His right to buy policy takes us back to the eighties. Thatcher sorted out manufacturing, but only by wrecking it. We need people who can make things: take materials and add value through creativity, design and manufacture.
I spent a pleasant hour (once everyone had gone home) sketching a workshop in the excellent Smiths of Derby. Their bespoke clock making and restoring business is highly specialist but the skills needed are fantastically diverse, and hence there’s diversity in the people employed too. Smiths would get my vote.
Earlier in the week I ran 10 miles around Edinburgh and watched a motorcyclist with less interesting work to do than either Smiths or Dave are faced with.
With my colleagues for breakfast at Duck & Waffle 40 storeys up the Heron Tower. Planning the future of our business. Impressive neighbours peer in the window.
Work is busy. The weather is cold and grey. Sketching will remain an indoor activity for the next month or so. This limits any outdoor views to what’s right in front of the coffee shop window as I eat breakfast. I think this is called a TX4, from the London Taxi Company.
The weirdest way to travel remains the sleeper. In the bar at the start of the journey you can just glimpse the romance of rail travel from bygone days. Seven hours later you join the rest who’ve hardly slept to queue for a shower in Euston station.
At the Edinburgh Urban Design panel in the City Chambers. Former Provosts watch over the group to remind us to do the best for this amazing city. I’m a back seat driver on this one, so I watch David H doing his professional presentations in Edinburgh… …and on Grosvenor Street in London.
Alan Hamilton in Hemma at lunchtime.
A girl on the train back from Glasgow at 8.30pm on a Friday night.

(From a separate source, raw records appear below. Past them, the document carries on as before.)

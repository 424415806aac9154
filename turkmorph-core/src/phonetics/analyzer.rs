//! Phonetic attribute computation over surfaces

use super::alphabet;
use super::attributes::{PhoneticAttribute, PhoneticAttributes};
use crate::lexicon::{LexemeAttribute, LexemeAttributes};

/// Attributes of a plain surface, adjusted by the lexeme's attributes.
///
/// Inverse harmony swaps the frontness of the last vowel; a word ending in
/// ayn behaves as if its last letter were a consonant.
pub fn calculate_phonetic_attributes(
    surface: &str,
    lexeme_attributes: LexemeAttributes,
) -> PhoneticAttributes {
    let mut attrs = plain_attributes(surface);
    if lexeme_attributes.is_empty() {
        return attrs;
    }

    if lexeme_attributes.contains(LexemeAttribute::InverseHarmony) {
        if attrs.contains(PhoneticAttribute::LastVowelBack) {
            attrs.remove(PhoneticAttribute::LastVowelBack);
            attrs.insert(PhoneticAttribute::LastVowelFrontal);
        } else if attrs.contains(PhoneticAttribute::LastVowelFrontal) {
            attrs.remove(PhoneticAttribute::LastVowelFrontal);
            attrs.insert(PhoneticAttribute::LastVowelBack);
        }
    }

    if lexeme_attributes.contains(LexemeAttribute::EndsWithAyn)
        && attrs.contains(PhoneticAttribute::LastLetterVowel)
    {
        attrs.remove(PhoneticAttribute::LastLetterVowel);
        attrs.insert(PhoneticAttribute::LastLetterConsonant);
    }

    attrs
}

fn plain_attributes(surface: &str) -> PhoneticAttributes {
    let mut attrs = PhoneticAttributes::empty();
    let (Some(first), Some(last)) = (surface.chars().next(), surface.chars().next_back()) else {
        return attrs;
    };
    let first = alphabet::letter(first);
    let last = alphabet::letter(last);

    attrs.insert(if first.vowel {
        PhoneticAttribute::FirstLetterVowel
    } else {
        PhoneticAttribute::FirstLetterConsonant
    });

    match surface.chars().rev().map(alphabet::letter).find(|l| l.vowel) {
        Some(vowel) => {
            attrs.insert(if vowel.rounded {
                PhoneticAttribute::LastVowelRounded
            } else {
                PhoneticAttribute::LastVowelUnrounded
            });
            attrs.insert(if vowel.frontal {
                PhoneticAttribute::LastVowelFrontal
            } else {
                PhoneticAttribute::LastVowelBack
            });
        }
        None => attrs.insert(PhoneticAttribute::HasNoVowel),
    }

    attrs.insert(if last.vowel {
        PhoneticAttribute::LastLetterVowel
    } else {
        PhoneticAttribute::LastLetterConsonant
    });

    if last.voiceless {
        attrs.insert(PhoneticAttribute::LastLetterVoiceless);
        if last.is_voiceless_stop() {
            attrs.insert(PhoneticAttribute::LastLetterVoicelessStop);
        }
    } else {
        attrs.insert(PhoneticAttribute::LastLetterNotVoiceless);
    }

    attrs
}

/// Attributes after appending one character to a surface with `attrs`
pub fn append_char(attrs: PhoneticAttributes, ch: char) -> PhoneticAttributes {
    let letter = alphabet::letter(ch);
    let mut next = attrs;
    if letter.vowel {
        for attr in [
            PhoneticAttribute::LastLetterConsonant,
            PhoneticAttribute::LastLetterVoiceless,
            PhoneticAttribute::LastLetterVoicelessStop,
            PhoneticAttribute::HasNoVowel,
            PhoneticAttribute::LastVowelFrontal,
            PhoneticAttribute::LastVowelBack,
            PhoneticAttribute::LastVowelRounded,
            PhoneticAttribute::LastVowelUnrounded,
        ] {
            next.remove(attr);
        }
        next.insert(PhoneticAttribute::LastLetterVowel);
        next.insert(PhoneticAttribute::LastLetterNotVoiceless);
        next.insert(if letter.frontal {
            PhoneticAttribute::LastVowelFrontal
        } else {
            PhoneticAttribute::LastVowelBack
        });
        next.insert(if letter.rounded {
            PhoneticAttribute::LastVowelRounded
        } else {
            PhoneticAttribute::LastVowelUnrounded
        });
    } else {
        for attr in [
            PhoneticAttribute::LastLetterVowel,
            PhoneticAttribute::LastLetterVoiceless,
            PhoneticAttribute::LastLetterNotVoiceless,
            PhoneticAttribute::LastLetterVoicelessStop,
        ] {
            next.remove(attr);
        }
        next.insert(PhoneticAttribute::LastLetterConsonant);
        if letter.voiceless {
            next.insert(PhoneticAttribute::LastLetterVoiceless);
            if !letter.continuant {
                next.insert(PhoneticAttribute::LastLetterVoicelessStop);
            }
        } else {
            next.insert(PhoneticAttribute::LastLetterNotVoiceless);
        }
    }
    next
}

/// Attributes after appending a whole realized suffix; blank suffixes change nothing
pub fn append_str(attrs: PhoneticAttributes, suffix: &str) -> PhoneticAttributes {
    if suffix.trim().is_empty() {
        return attrs;
    }
    suffix.chars().fold(attrs, append_char)
}

#[cfg(test)]
mod tests {
    use super::*;
    use PhoneticAttribute::*;

    #[test]
    fn test_kitap() {
        let attrs = calculate_phonetic_attributes("kitap", LexemeAttributes::empty());
        assert_eq!(
            attrs,
            PhoneticAttributes::from([
                FirstLetterConsonant,
                LastVowelBack,
                LastVowelUnrounded,
                LastLetterConsonant,
                LastLetterVoiceless,
                LastLetterVoicelessStop,
            ])
        );
        assert!(attrs.is_valid());
    }

    #[test]
    fn test_vowel_final_word() {
        let attrs = calculate_phonetic_attributes("örtü", LexemeAttributes::empty());
        assert!(attrs.contains(FirstLetterVowel));
        assert!(attrs.contains(LastLetterVowel));
        assert!(attrs.contains(LastVowelFrontal));
        assert!(attrs.contains(LastVowelRounded));
        assert!(attrs.contains(LastLetterNotVoiceless));
    }

    #[test]
    fn test_inverse_harmony_swaps_frontness() {
        let lex = LexemeAttributes::from([LexemeAttribute::InverseHarmony]);
        let attrs = calculate_phonetic_attributes("saat", lex);
        assert!(attrs.contains(LastVowelFrontal));
        assert!(!attrs.contains(LastVowelBack));
    }

    #[test]
    fn test_no_vowel() {
        let attrs = calculate_phonetic_attributes("TBMM", LexemeAttributes::empty());
        assert!(attrs.contains(HasNoVowel));
        assert!(attrs.is_valid());
    }

    #[test]
    fn test_appending_matches_full_analysis() {
        let base = calculate_phonetic_attributes("kitab", LexemeAttributes::empty());
        let appended = append_str(base, "ım");
        let full = calculate_phonetic_attributes("kitabım", LexemeAttributes::empty());
        assert_eq!(appended, full);
    }

    #[test]
    fn test_append_blank_is_identity() {
        let base = calculate_phonetic_attributes("ev", LexemeAttributes::empty());
        assert_eq!(append_str(base, ""), base);
    }
}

Andrew Gillespie of the A@131 society had been kind enough to ask me along to talk about sketching to Strathclyde University students. I studied at Strathclyde so was keen to go back and they put some effort into advertising it, so it was well attended.
I hadn’t talked about my drawings before and enjoyed it a lot. It’s good spend a little time thinking about what you are trying to do, after all.
Earlier in the week, after a late Christmas do, I spent some time looking at a coffee machine: modern on the inside, classic with a hint of modern on the outside. In the design world, from suits to buildings, that’s a popular mix.
Innes and I missing the outing to the Singing Kettle. He’s on the sofa, ill, and he can’t get comfy.
Round the Constable exhibition at the V&A with the Our Enterprise team after hearing from Sandy Richardson about the new V&A in Dundee.
No sketching allowed, no explanation given.
Sketching at the Brunswick Centre. I was going slowly so later filled the page with scenes from the Citizen M lobby, still busy around midnight.
Good foyer spaces, small but well designed bedrooms.
Watching people eating, at Kings Cross. Do you take the food to your mouth or your mouth to the food?
On the left, Leeds Town Hall designed by Cuthbert Brodrick in the 1850’s.
On the right, consultants selling their design skills in 2014. It’s interesting to hear their pitch. I want to know what they’ll do that will make our project better. Over the course of the day, only a couple of people are clear on that.